Other labs are already looking into malaria. Last year, researchers from Florida Atlantic University and Schmidt College of Medicine created a placentaon- a-chip device modelling nutrient exchange between parent and embryo, in a malaria-infected environment. Cells were cultured on either side of a barrier – one foetal and one maternal – and researchers observed how infected blood flowed through it. They found that the blood added resistance to the barrier, making it harder for nutrients to pass through.

Testing new therapies

As well as modelling disease states, microfluidic channels can be used to test how various therapies impact the placenta. One way to do this is by deploying nanotherapies – nanoparticles that trigger the immune system into making antibodies – and seeing how they affect target cells on a chip model. Labouta is working on a device that models how nanotherapies used to treat breast cancer in pregnant women affect the placenta. Here, the challenge is to create an environment that resembles angiogenic circulation, she says. This is the process of new blood vessels forming, and it can be brought on by cancerous tumours that need the blood supply to grow. Cancer cells are formed in a 3D structure in one part of the device and then exposed to another channel that mimics angiogenic circulation. Once the nanoparticles are inserted, researchers can observe how they fare once they encounter these conditions. “Because variables inside the body, including flow conditions, can change the properties of the nanoparticles, it’s a question of both whether and in what state they reach the cancer,” Labouta explains. “We would be interested in how those nanoparticles behave, or, what are the identities of those nanoparticles [when] they reach a breast cancer cell?”

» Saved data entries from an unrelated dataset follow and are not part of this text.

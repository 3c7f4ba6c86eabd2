use std::sync::Arc;

use tokio::sync::broadcast;

use snake_common::games::snake::ActivePlayer;

const WATCH_CHANNEL_CAPACITY: usize = 64;

/// Fans out simulated player snapshots to every connected watcher.
#[derive(Clone)]
pub struct WatchBroadcaster {
    sender: broadcast::Sender<Arc<ActivePlayer>>,
}

impl std::fmt::Debug for WatchBroadcaster {
    fn fmt(&self, f: &mut std::fmt::Formatter<'_>) -> std::fmt::Result {
        f.debug_struct("WatchBroadcaster")
            .field("watchers", &self.sender.receiver_count())
            .finish()
    }
}

impl Default for WatchBroadcaster {
    fn default() -> Self {
        Self::new()
    }
}

impl WatchBroadcaster {
    pub fn new() -> Self {
        let (sender, _) = broadcast::channel(WATCH_CHANNEL_CAPACITY);
        Self { sender }
    }

    pub fn subscribe(&self) -> broadcast::Receiver<Arc<ActivePlayer>> {
        self.sender.subscribe()
    }

    pub fn watcher_count(&self) -> usize {
        self.sender.receiver_count()
    }

    /// Returns the number of watchers reached; zero when nobody is subscribed.
    pub fn publish(&self, player: ActivePlayer) -> usize {
        self.sender.send(Arc::new(player)).unwrap_or(0)
    }
}
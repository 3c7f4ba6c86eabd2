mod broadcaster;
mod play_session;
mod routes;
mod server_config;
mod store;
mod watch_task;
mod web_server;
mod ws_handler;

use std::path::PathBuf;

use clap::Parser;
use snake_common::config::ConfigManager;
use snake_common::games::SessionRng;
use snake_common::{log, log_error, logger};

use broadcaster::WatchBroadcaster;
use server_config::{DEFAULT_CONFIG_PATH, ServerConfig};
use store::Store;
use watch_task::WatchTask;
use web_server::{WebServerState, run_web_server};

#[derive(Parser)]
#[command(name = "snake_server")]
struct Args {
    /// Path to the YAML config file; defaults are used when it does not exist
    #[arg(long, default_value = DEFAULT_CONFIG_PATH)]
    config: PathBuf,

    #[arg(long)]
    use_log_prefix: bool,

    /// Overrides the seed from the config file
    #[arg(long)]
    seed: Option<u64>,

    /// Writes the default config to --config and exits
    #[arg(long)]
    write_default_config: bool,
}

#[tokio::main]
async fn main() -> Result<(), Box<dyn std::error::Error>> {
    let args = Args::parse();

    let config_manager: ConfigManager<_, ServerConfig> = ConfigManager::from_yaml_file(args.config.clone());

    if args.write_default_config {
        config_manager.set_config(&ServerConfig::default())?;
        println!("Default config written to {}", args.config.display());
        return Ok(());
    }

    let mut config = config_manager.get_config()?;
    if args.seed.is_some() {
        config.seed = args.seed;
    }

    let prefix = if args.use_log_prefix {
        Some("Server".to_string())
    } else {
        None
    };
    logger::init_logger(prefix, config.log_level);

    let addr = config.socket_addr()?;
    let mut rng = SessionRng::from_optional_seed(config.seed);
    log!("Server seed: {}", rng.seed());

    let store = Store::with_demo_data(
        config.simulated_players,
        config.grid_size,
        SessionRng::new(rng.random()),
    );
    let broadcaster = WatchBroadcaster::new();

    let watch_task = WatchTask::new(
        store.clone(),
        broadcaster.clone(),
        config.watch_tick_interval(),
        config.grid_size,
        SessionRng::new(rng.random()),
    );
    let watch_handle = tokio::spawn(watch_task.run());

    let state = WebServerState::new(store, broadcaster, config.snake_settings(), rng.random());

    let shutdown_signal = async {
        if let Err(e) = tokio::signal::ctrl_c().await {
            log_error!("Failed to listen for Ctrl+C: {}", e);
        }
        log!("Shutdown signal received, closing connections...");
    };

    let result = run_web_server(addr, state, config.static_dir.map(PathBuf::from), shutdown_signal).await;
    watch_handle.abort();
    result?;

    log!("Server shut down gracefully");

    Ok(())
}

Microfluidics can also be used to synthesise the nanoparticles themselves, due to the precise level of control over the conditions within a system they allow. “For example, you could control the shape and stability of a nanoparticle much more finely. Could insights from research like this eventually inform drug development? Potentially, but there’s still a way to go,” says Labouta. “I think we’re still at the very beginning. I think we’re not even close to translation in this case.”

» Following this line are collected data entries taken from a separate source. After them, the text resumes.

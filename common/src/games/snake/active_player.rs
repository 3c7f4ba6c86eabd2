use chrono::{DateTime, Utc};
use serde::{Deserialize, Serialize};

use crate::PlayerId;
use crate::games::SessionRng;
use super::game_state::generate_food;
use super::settings::INITIAL_SNAKE_LENGTH;
use super::snake::Snake;
use super::types::{Direction, GameMode, Point};

/// A simulated player shown in watch mode. Always playing, steered by the bot controller.
#[derive(Clone, Debug, PartialEq, Serialize, Deserialize)]
pub struct ActivePlayer {
    pub id: PlayerId,
    pub username: String,
    pub score: u32,
    pub mode: GameMode,
    pub snake: Snake,
    pub food: Point,
    pub direction: Direction,
    pub started_at: DateTime<Utc>,
}

impl ActivePlayer {
    pub fn spawn(
        id: PlayerId,
        username: String,
        mode: GameMode,
        grid_size: i32,
        started_at: DateTime<Utc>,
        rng: &mut SessionRng,
    ) -> Self {
        let center = grid_size / 2;
        let snake = Snake::horizontal(Point::new(center, center), INITIAL_SNAKE_LENGTH);
        let food = generate_food(&snake, grid_size, rng);

        Self {
            id,
            username,
            score: 0,
            mode,
            snake,
            food,
            direction: Direction::Right,
            started_at,
        }
    }

    /// Same player identity on a fresh board.
    pub fn respawned(&self, grid_size: i32, now: DateTime<Utc>, rng: &mut SessionRng) -> Self {
        Self::spawn(
            self.id.clone(),
            self.username.clone(),
            self.mode,
            grid_size,
            now,
            rng,
        )
    }
}
use std::fmt;

use serde::{Deserialize, Serialize};

macro_rules! string_id {
    ($name:ident) => {
        #[derive(Debug, Clone, PartialEq, Eq, Hash, PartialOrd, Ord, Serialize, Deserialize)]
        #[serde(transparent)]
        pub struct $name(String);

        impl $name {
            pub fn new(id: impl Into<String>) -> Self {
                Self(id.into())
            }

            pub fn as_str(&self) -> &str {
                &self.0
            }
        }

        impl From<String> for $name {
            fn from(s: String) -> Self {
                Self(s)
            }
        }

        impl From<$name> for String {
            fn from(id: $name) -> Self {
                id.0
            }
        }

        impl fmt::Display for $name {
            fn fmt(&self, f: &mut fmt::Formatter<'_>) -> fmt::Result {
                write!(f, "{}", self.0)
            }
        }
    };
}

string_id!(UserId);
string_id!(PlayerId);
string_id!(EntryId);
string_id!(SessionToken);

#[cfg(test)]
mod tests {
    use super::*;

    #[test]
    fn test_display_and_conversion() {
        let id = PlayerId::new("active-1");
        assert_eq!(id.to_string(), "active-1");
        assert_eq!(id.as_str(), "active-1");
        let raw: String = id.into();
        assert_eq!(raw, "active-1");
    }

    #[test]
    fn test_serializes_as_plain_string() {
        let value = serde_yaml_ng::to_string(&UserId::new("user-7")).unwrap();
        assert_eq!(value.trim(), "user-7");
    }
}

For Haase, creating more models using cultures from different human donors could help us better understand the variability in how disease affects pregnant women. “That will provide further insight into, for example, how antibodies might be used.”

A new route to market

Placenta-on-a-chip devices promise a more robust and reproducible way of studying human biology than what we’re doing now. “That’s probably why so many pharmaceutical companies are interested in them,” notes Haase. They can maintain cell culture for longer than explant methods and could be a more effective replacement for animal models – something Labouta says many in the field are working towards. “A few years ago, we were thinking that it would be a dream for microfluidic systems to substitute animal models of testing. It’s still a big challenge to achieve,” Labouta says.

The FDA appears to be of the same mind. In a landmark move, the agency recently removed the requirement for new drugs to pass animal trials before being approved. While it may take years to fully transition from animal tests to using chips, Labouta is optimistic that we’re heading in the right direction. “We would need less animal experiments, and also I could be submitting grant proposals without proposing animal experiments,” she says. “I hope that in five years, I will be convincing [funders] that placentation in animals is very different than in humans.”

A conceptual design of the 3D placenta-on-achip developed in the Haase lab.